- [Work instruction]:
Give back all of the data verbatim.

○ ○ ○

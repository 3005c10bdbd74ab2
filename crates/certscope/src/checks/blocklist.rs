use tracing::debug;

use certscope_core::{CheckResult, CHECK_WEAK_KEY};

use super::config::BlocklistConfig;

/// Looks for the Debian weak-key database. Only presence is detected:
/// matching keys against it is not implemented, so the best this check
/// can report is `Unknown`.
pub fn check(config: &BlocklistConfig) -> CheckResult {
    for path in config.candidates() {
        match path.try_exists() {
            Ok(true) => {
                debug!(path = %path.display(), "weak-key blocklist found");
                return CheckResult::unknown(
                    CHECK_WEAK_KEY,
                    "badkeys database present, but blocklist matching is not implemented",
                )
                .with_detail(path.display().to_string());
            }
            Ok(false) => {}
            Err(e) => debug!(path = %path.display(), error = %e, "cannot stat blocklist path"),
        }
    }

    CheckResult::skipped(CHECK_WEAK_KEY, "badkeys blocklist not found on this system")
}
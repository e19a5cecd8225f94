use std::env;
use std::sync::Arc;

use axum::routing::{get, post};
use axum::Router;
use sea_orm::Database;
use sea_orm_migration::MigratorTrait;
use tower_http::cors::CorsLayer;
use tower_http::trace::TraceLayer;
use tracing_subscriber::{layer::SubscriberExt, util::SubscriberInitExt};

use paylance_relayer::handlers;
use paylance_relayer::jobs::transfer_recovery::start_transfer_recovery_job;
use paylance_relayer::services::attestation::AttestationService;
use paylance_relayer::services::event_watcher::EventWatcher;
use paylance_relayer::services::executor::ReceiveExecutor;
use paylance_relayer::services::ledger::SqlTransferStore;
use paylance_relayer::services::relay::{RelayConfig, RelayService};
use paylance_relayer::AppState;

#[tokio::main]
async fn main() {
    // Initialize tracing
    tracing_subscriber::registry()
        .with(
            tracing_subscriber::EnvFilter::try_from_default_env()
                .unwrap_or_else(|_| "info,paylance_relayer=debug".into()),
        )
        .with(tracing_subscriber::fmt::layer())
        .init();

    // Load environment variables
    dotenvy::dotenv().ok();

    let database_url = env::var("DATABASE_URL").expect("DATABASE_URL must be set");
    let private_key = env::var("RELAYER_PRIVATE_KEY").expect("RELAYER_PRIVATE_KEY must be set");
    let attestation_api_url =
        env::var("ATTESTATION_API_URL").expect("ATTESTATION_API_URL must be set");

    tracing::info!("Connecting to database...");
    let db = Database::connect(&database_url)
        .await
        .expect("Failed to connect to database");

    tracing::info!("Running migrations...");
    migration::Migrator::up(&db, None)
        .await
        .expect("Failed to run migrations");

    let config = RelayConfig::from_env().expect("Invalid relay destination configuration");
    tracing::info!(
        destination = config.destination.name,
        "Relay destination configured"
    );

    let store = Arc::new(SqlTransferStore::new(db.clone()));
    let executor =
        ReceiveExecutor::new(&private_key).expect("Invalid RELAYER_PRIVATE_KEY");
    let relay = RelayService::new(
        store.clone(),
        Arc::new(EventWatcher::new()),
        Arc::new(AttestationService::new(attestation_api_url)),
        Arc::new(executor),
        config,
    );

    start_transfer_recovery_job(store, relay.clone());

    let state = AppState { db, relay };

    let app = Router::new()
        .route("/health", get(handlers::relay::health))
        .route("/relay/job-start", post(handlers::relay::relay_job_start))
        .route(
            "/relay/payment-release",
            post(handlers::relay::relay_payment_release),
        )
        .route(
            "/relay/milestone-lock",
            post(handlers::relay::relay_milestone_lock),
        )
        .route(
            "/relay/dispute-settle",
            post(handlers::relay::relay_dispute_settle),
        )
        .route(
            "/relay/status/tx/{source_tx_hash}",
            get(handlers::relay::transfer_status_by_tx),
        )
        .route(
            "/relay/status/{operation}/{job_reference}",
            get(handlers::relay::transfer_status),
        )
        .route(
            "/relay/retry/tx/{source_tx_hash}",
            post(handlers::relay::retry_transfer_by_tx),
        )
        .route(
            "/relay/retry/{operation}/{job_reference}",
            post(handlers::relay::retry_transfer),
        )
        .layer(TraceLayer::new_for_http())
        .layer(CorsLayer::permissive())
        .with_state(state);

    let port = env::var("PORT").unwrap_or_else(|_| "3000".to_string());
    let listener = tokio::net::TcpListener::bind(format!("0.0.0.0:{}", port))
        .await
        .expect("Failed to bind listener");

    tracing::info!("Server listening on {}", listener.local_addr().unwrap());

    axum::serve(listener, app).await.unwrap();
}
//! SeaORM Entity for the transfers table
//!
//! One row per cross-chain relay attempt. Rows are created by the flow
//! controller when a trigger arrives and mutated in place until they reach
//! a terminal status; they are never deleted by the relay logic.

use sea_orm::entity::prelude::*;
use serde::{Deserialize, Serialize};

#[derive(Clone, Debug, PartialEq, DeriveEntityModel, Serialize, Deserialize)]
#[sea_orm(table_name = "transfers")]
pub struct Model {
    #[sea_orm(primary_key)]
    pub id: i32,
    pub operation: String,
    pub job_reference: String,
    pub dispute_reference: Option<String>,
    #[sea_orm(unique)]
    pub source_tx_hash: Option<String>,
    pub source_chain_name: String,
    pub source_domain: i32,
    pub status: String,
    pub step: String,
    pub last_error: Option<String>,
    pub retry_count: i32,
    pub attestation_message: Option<String>,
    pub attestation_signature: Option<String>,
    pub completion_tx_hash: Option<String>,
    pub created_at: DateTimeWithTimeZone,
    pub updated_at: DateTimeWithTimeZone,
    pub completed_at: Option<DateTimeWithTimeZone>,
}

#[derive(Copy, Clone, Debug, EnumIter, DeriveRelation)]
pub enum Relation {}

impl ActiveModelBehavior for ActiveModel {}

○ ○ ○

- [Written response]:
repository 3005c10bdbd74ab2
filename crates/certscope/src/checks/blocklist.rs
use tracing::debug;

use certscope_core::{CheckResult, CHECK_WEAK_KEY};

use super::config::BlocklistConfig;

/// Looks for the Debian weak-key database. Only presence is detected:
/// matching keys against it is not implemented, so the best this check
/// can report is `Unknown`.
pub fn check(config: &BlocklistConfig) -> CheckResult {
    for path in config.candidates() {
        match path.try_exists() {
            Ok(true) => {
                debug!(path = %path.display(), "weak-key blocklist found");
                return CheckResult::unknown(
                    CHECK_WEAK_KEY,
                    "badkeys database present, but blocklist matching is not implemented",
                )
                .with_detail(path.display().to_string());
            }
            Ok(false) => {}
            Err(e) => debug!(path = %path.display(), error = %e, "cannot stat blocklist path"),
        }
    }

    CheckResult::skipped(CHECK_WEAK_KEY, "badkeys blocklist not found on this system")
}
repository e19a5cecd8225f94
use std::env;
use std::sync::Arc;

use axum::routing::{get, post};
use axum::Router;
use sea_orm::Database;
use sea_orm_migration::MigratorTrait;
use tower_http::cors::CorsLayer;
use tower_http::trace::TraceLayer;
use tracing_subscriber::{layer::SubscriberExt, util::SubscriberInitExt};

use paylance_relayer::handlers;
use paylance_relayer::jobs::transfer_recovery::start_transfer_recovery_job;
use paylance_relayer::services::attestation::AttestationService;
use paylance_relayer::services::event_watcher::EventWatcher;
use paylance_relayer::services::executor::ReceiveExecutor;
use paylance_relayer::services::ledger::SqlTransferStore;
use paylance_relayer::services::relay::{RelayConfig, RelayService};
use paylance_relayer::AppState;

#[tokio::main]
async fn main() {
    // Initialize tracing
    tracing_subscriber::registry()
        .with(
            tracing_subscriber::EnvFilter::try_from_default_env()
                .unwrap_or_else(|_| "info,paylance_relayer=debug".into()),
        )
        .with(tracing_subscriber::fmt::layer())
        .init();

    // Load environment variables
    dotenvy::dotenv().ok();

    let database_url = env::var("DATABASE_URL").expect("DATABASE_URL must be set");
    let private_key = env::var("RELAYER_PRIVATE_KEY").expect("RELAYER_PRIVATE_KEY must be set");
    let attestation_api_url =
        env::var("ATTESTATION_API_URL").expect("ATTESTATION_API_URL must be set");

    tracing::info!("Connecting to database...");
    let db = Database::connect(&database_url)
        .await
        .expect("Failed to connect to database");

    tracing::info!("Running migrations...");
    migration::Migrator::up(&db, None)
        .await
        .expect("Failed to run migrations");

    let config = RelayConfig::from_env().expect("Invalid relay destination configuration");
    tracing::info!(
        destination = config.destination.name,
        "Relay destination configured"
    );

    let store = Arc::new(SqlTransferStore::new(db.clone()));
    let executor =
        ReceiveExecutor::new(&private_key).expect("Invalid RELAYER_PRIVATE_KEY");
    let relay = RelayService::new(
        store.clone(),
        Arc::new(EventWatcher::new()),
        Arc::new(AttestationService::new(attestation_api_url)),
        Arc::new(executor),
        config,
    );

    start_transfer_recovery_job(store, relay.clone());

    let state = AppState { db, relay };

    let app = Router::new()
        .route("/health", get(handlers::relay::health))
        .route("/relay/job-start", post(handlers::relay::relay_job_start))
        .route(
            "/relay/payment-release",
            post(handlers::relay::relay_payment_release),
        )
        .route(
            "/relay/milestone-lock",
            post(handlers::relay::relay_milestone_lock),
        )
        .route(
            "/relay/dispute-settle",
            post(handlers::relay::relay_dispute_settle),
        )
        .route(
            "/relay/status/tx/{source_tx_hash}",
            get(handlers::relay::transfer_status_by_tx),
        )
        .route(
            "/relay/status/{operation}/{job_reference}",
            get(handlers::relay::transfer_status),
        )
        .route(
            "/relay/retry/tx/{source_tx_hash}",
            post(handlers::relay::retry_transfer_by_tx),
        )
        .route(
            "/relay/retry/{operation}/{job_reference}",
            post(handlers::relay::retry_transfer),
        )
        .layer(TraceLayer::new_for_http())
        .layer(CorsLayer::permissive())
        .with_state(state);

    let port = env::var("PORT").unwrap_or_else(|_| "3000".to_string());
    let listener = tokio::net::TcpListener::bind(format!("0.0.0.0:{}", port))
        .await
        .expect("Failed to bind listener");

    tracing::info!("Server listening on {}", listener.local_addr().unwrap());

    axum::serve(listener, app).await.unwrap();
}
//! SeaORM Entity for the transfers table
//!
//! One row per cross-chain relay attempt. Rows are created by the flow
//! controller when a trigger arrives and mutated in place until they reach
//! a terminal status; they are never deleted by the relay logic.

use sea_orm::entity::prelude::*;
use serde::{Deserialize, Serialize};

#[derive(Clone, Debug, PartialEq, DeriveEntityModel, Serialize, Deserialize)]
#[sea_orm(table_name = "transfers")]
pub struct Model {
    #[sea_orm(primary_key)]
    pub id: i32,
    pub operation: String,
    pub job_reference: String,
    pub dispute_reference: Option<String>,
    #[sea_orm(unique)]
    pub source_tx_hash: Option<String>,
    pub source_chain_name: String,
    pub source_domain: i32,
    pub status: String,
    pub step: String,
    pub last_error: Option<String>,
    pub retry_count: i32,
    pub attestation_message: Option<String>,
    pub attestation_signature: Option<String>,
    pub completion_tx_hash: Option<String>,
    pub created_at: DateTimeWithTimeZone,
    pub updated_at: DateTimeWithTimeZone,
    pub completed_at: Option<DateTimeWithTimeZone>,
}

#[derive(Copy, Clone, Debug, EnumIter, DeriveRelation)]
pub enum Relation {}

impl ActiveModelBehavior for ActiveModel {}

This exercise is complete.